Listen to the candidates this year. They all say they want to create more jobs. And each of them – from both parties and from every part of the country – trips over the others in their expressions of love for small business.

If they really mean what they say, shouldn’t they be listening to what the people who actually run small businesses have to say about job creation? After all, small business employs half the nation’s private sector workforce and accounts for more than 99 percent of its employers.

According to a new nationwide survey commissioned by Common Good, the nonpartisan government reform coalition, 69 percent of small business owners and managers say that complicated government regulations are “major impediments” to the creation of new jobs. Notice they didn’t merely say they dislike complicated regulations or that they are annoyed by them.
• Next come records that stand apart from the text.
//! Notes API handlers.
//!
//! ```text
//! POST /notes/ {"title":"Groceries","content":"Milk"}   (bearer)
//! GET /notes/1
//! PUT /notes/1 {"title":"Groceries","content":"Eggs"}   (bearer, owner)
//! DELETE /notes/1                                        (bearer, owner)
//! GET /notes?title=groc&created_at=2024-05-01T12:00:00Z
//! ```
//!
//! Mutations are scoped to the caller: a note owned by someone else is
//! reported exactly like a missing one.

use actix_web::{delete, get, post, put, web};
use serde::{Deserialize, Serialize};

use crate::domain::{Error, NoteDraft, NoteFilter, NoteId, NoteValidationError};
use crate::inbound::http::ApiResult;
use crate::inbound::http::auth::CurrentUser;
use crate::inbound::http::schemas::{MessageResponse, NoteResponse};
use crate::inbound::http::state::HttpState;
use crate::inbound::http::validation::{FieldName, field_error, parse_timestamp};

pub const NOTE_UPDATED_MESSAGE: &str = "Note updated successfully.";
pub const NOTE_DELETED_MESSAGE: &str = "Note deleted successfully.";

const CREATED_AT_FIELD: FieldName = FieldName::new("created_at");

/// Note body for `POST /notes/` and `PUT /notes/{id}`.
///
/// The owner always comes from the bearer token; a `user_id` in the body is
/// ignored.
#[derive(Deserialize, Serialize, utoipa::ToSchema)]
pub struct NoteRequest {
    #[schema(max_length = 256)]
    pub title: String,
    pub content: String,
}

impl TryFrom<NoteRequest> for NoteDraft {
    type Error = NoteValidationError;

    fn try_from(value: NoteRequest) -> Result<Self, Self::Error> {
        Self::new(value.title, value.content)
    }
}

fn map_note_validation_error(err: NoteValidationError) -> Error {
    match err {
        NoteValidationError::TitleTooLong { .. } => {
            field_error("title", "title_too_long", err.to_string())
        }
    }
}

/// Body returned by `POST /notes/`.
#[derive(Debug, Deserialize, Serialize, utoipa::ToSchema)]
pub struct NoteCreatedResponse {
    #[schema(example = 1)]
    pub id: i64,
    pub title: String,
    pub content: String,
}

/// Listing filters for `GET /notes`.
#[derive(Debug, Default, Deserialize, utoipa::IntoParams)]
#[into_params(parameter_in = Query)]
pub struct NoteListQuery {
    /// Case-sensitive substring of the title. Empty means no filter.
    pub title: Option<String>,
    /// Exact creation instant, RFC 3339.
    pub created_at: Option<String>,
}

impl NoteListQuery {
    fn into_filter(self) -> Result<NoteFilter, Error> {
        let created_at = self
            .created_at
            .as_deref()
            .map(|raw| parse_timestamp(raw, CREATED_AT_FIELD))
            .transpose()?;
        Ok(NoteFilter {
            title_contains: self.title.filter(|title| !title.is_empty()),
            created_at,
        })
    }
}

/// Create a note owned by the caller.
#[utoipa::path(
    post,
    path = "/notes/",
    request_body = NoteRequest,
    responses(
        (status = 200, description = "Note created", body = NoteCreatedResponse),
        (status = 400, description = "Invalid request", body = Error),
        (status = 401, description = "Missing or invalid bearer token", body = Error),
        (status = 500, description = "Internal server error", body = Error)
    ),
    tags = ["notes"],
    operation_id = "createNote",
    security(("BearerAuth" = []))
)]
#[post("/notes/")]
pub async fn create_note(
    state: web::Data<HttpState>,
    caller: CurrentUser,
    payload: web::Json<NoteRequest>,
) -> ApiResult<web::Json<NoteCreatedResponse>> {
    let draft = NoteDraft::try_from(payload.into_inner()).map_err(map_note_validation_error)?;
    let note = state.notes.create(caller.0.id(), &draft).await?;
    Ok(web::Json(NoteCreatedResponse {
        id: note.id.get(),
        title: note.title,
        content: note.content,
    }))
}

/// Fetch a note. Reads are not owner-scoped.
#[utoipa::path(
    get,
    path = "/notes/{id}",
    params(("id" = i64, Path, description = "Note identifier")),
    responses(
        (status = 200, description = "Note", body = NoteResponse),
        (status = 400, description = "Invalid request", body = Error),
        (status = 404, description = "Note not found", body = Error),
        (status = 500, description = "Internal server error", body = Error)
    ),
    tags = ["notes"],
    operation_id = "getNote",
    security([])
)]
#[get("/notes/{id}")]
pub async fn get_note(
    state: web::Data<HttpState>,
    path: web::Path<i64>,
) -> ApiResult<web::Json<NoteResponse>> {
    let note = state.notes_query.get(NoteId::new(path.into_inner())).await?;
    Ok(web::Json(NoteResponse::from(note)))
}

/// Replace the title and content of one of the caller's notes.
#[utoipa::path(
    put,
    path = "/notes/{id}",
    params(("id" = i64, Path, description = "Note identifier")),
    request_body = NoteRequest,
    responses(
        (status = 200, description = "Note updated", body = MessageResponse),
        (status = 400, description = "Invalid request", body = Error),
        (status = 401, description = "Missing or invalid bearer token", body = Error),
        (status = 404, description = "Note not found", body = Error),
        (status = 500, description = "Internal server error", body = Error)
    ),
    tags = ["notes"],
    operation_id = "updateNote",
    security(("BearerAuth" = []))
)]
#[put("/notes/{id}")]
pub async fn update_note(
    state: web::Data<HttpState>,
    caller: CurrentUser,
    path: web::Path<i64>,
    payload: web::Json<NoteRequest>,
) -> ApiResult<web::Json<MessageResponse>> {
    let draft = NoteDraft::try_from(payload.into_inner()).map_err(map_note_validation_error)?;
    state
        .notes
        .update(caller.0.id(), NoteId::new(path.into_inner()), &draft)
        .await?;
    Ok(web::Json(MessageResponse::new(NOTE_UPDATED_MESSAGE)))
}

/// Delete one of the caller's notes.
#[utoipa::path(
    delete,
    path = "/notes/{id}",
    params(("id" = i64, Path, description = "Note identifier")),
    responses(
        (status = 200, description = "Note deleted", body = MessageResponse),
        (status = 400, description = "Invalid request", body = Error),
        (status = 401, description = "Missing or invalid bearer token", body = Error),
        (status = 404, description = "Note not found", body = Error),
        (status = 500, description = "Internal server error", body = Error)
    ),
    tags = ["notes"],
    operation_id = "deleteNote",
    security(("BearerAuth" = []))
)]
#[delete("/notes/{id}")]
pub async fn delete_note(
    state: web::Data<HttpState>,
    caller: CurrentUser,
    path: web::Path<i64>,
) -> ApiResult<web::Json<MessageResponse>> {
    state
        .notes
        .delete(caller.0.id(), NoteId::new(path.into_inner()))
        .await?;
    Ok(web::Json(MessageResponse::new(NOTE_DELETED_MESSAGE)))
}

/// List notes, optionally filtered by title substring and creation instant.
#[utoipa::path(
    get,
    path = "/notes",
    params(NoteListQuery),
    responses(
        (status = 200, description = "Matching notes", body = [NoteResponse]),
        (status = 400, description = "Invalid request", body = Error),
        (status = 404, description = "No notes found", body = Error),
        (status = 500, description = "Internal server error", body = Error)
    ),
    tags = ["notes"],
    operation_id = "listNotes",
    security([])
)]
#[get("/notes")]
pub async fn list_notes(
    state: web::Data<HttpState>,
    query: web::Query<NoteListQuery>,
) -> ApiResult<web::Json<Vec<NoteResponse>>> {
    let filter = query.into_inner().into_filter()?;
    let notes = state.notes_query.list(&filter).await?;
    Ok(web::Json(notes.into_iter().map(NoteResponse::from).collect()))
}

#[cfg(test)]
#[path = "notes_tests.rs"]
mod tests;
They said complicated regulations are major impediments­­ to getting more of what Americans most need and want: jobs.

Anybody listening?

When over two-thirds of job creators tell us how to create jobs in an economy that desperately needs them, candidates and elected officials should not only listen, they should also tell us precisely where they stand on these ideas.

How government regulates commerce – and not just whether government regulates commerce – should be a major issue in this election. It would tell us a lot about how the candidates, if elected, would make critical day-to-day decisions that shape law, regulation, and, ultimately, the economy.

Can government protect public health and safety without complicated rules, bureaucracies, and mandates from Washington? Small-business-people seem to think so.

Would public health and safety be better served if regulations set clear, certain goals and gave the American people some freedom to use their own common sense in meeting those goals? Small-business-people, again, say yes.

But what do the candidates have to say on these issues? Unfortunately, these questions were not asked of Mitt Romney or Barack Obama in Wednesday’s debate. Hopefully, they will come up in future debates, especially among candidates for the U.S. House and U.S. Senate.

The top two obstacles to business growth and job creation, according to the small business owners and managers polled, are burdensome government regulations (27 percent) and a legal system that encourages too many lawsuits (23 percent). These two concerns are followed by difficulty obtaining financing (20 percent), high taxes on business (18 percent), availability of a qualified workforce (9 percent), and the rising cost of energy (7 percent).

The small business survey* also found:

  • 68 percent of those interviewed say that more businesses are investing in new technology rather than new employees “to avoid complications created by federal employment laws,
  • 86 percent say regulations would be more effective in protecting public health and safety if they gave business “clear, certain goals” as well as “more freedom to use common sense in making daily decisions.”
  • 89 percent say that most government bureaucrats make decisions “based on rules and not on common sense” when regulating small businesses.
  • 69 percent say business would create more jobs if local, state and federal government agencies coordinated small businesses regulatory approvals and permits into a one-stop shop approach.

*Conducted by Clarus Research Group, the survey interviewed 500 small business owners and top managers across the nation between September 19-25, 2012.

 

Ron Faucheux is president of Clarus Research Group, a nonpartisan polling firm based in Washington, D.C.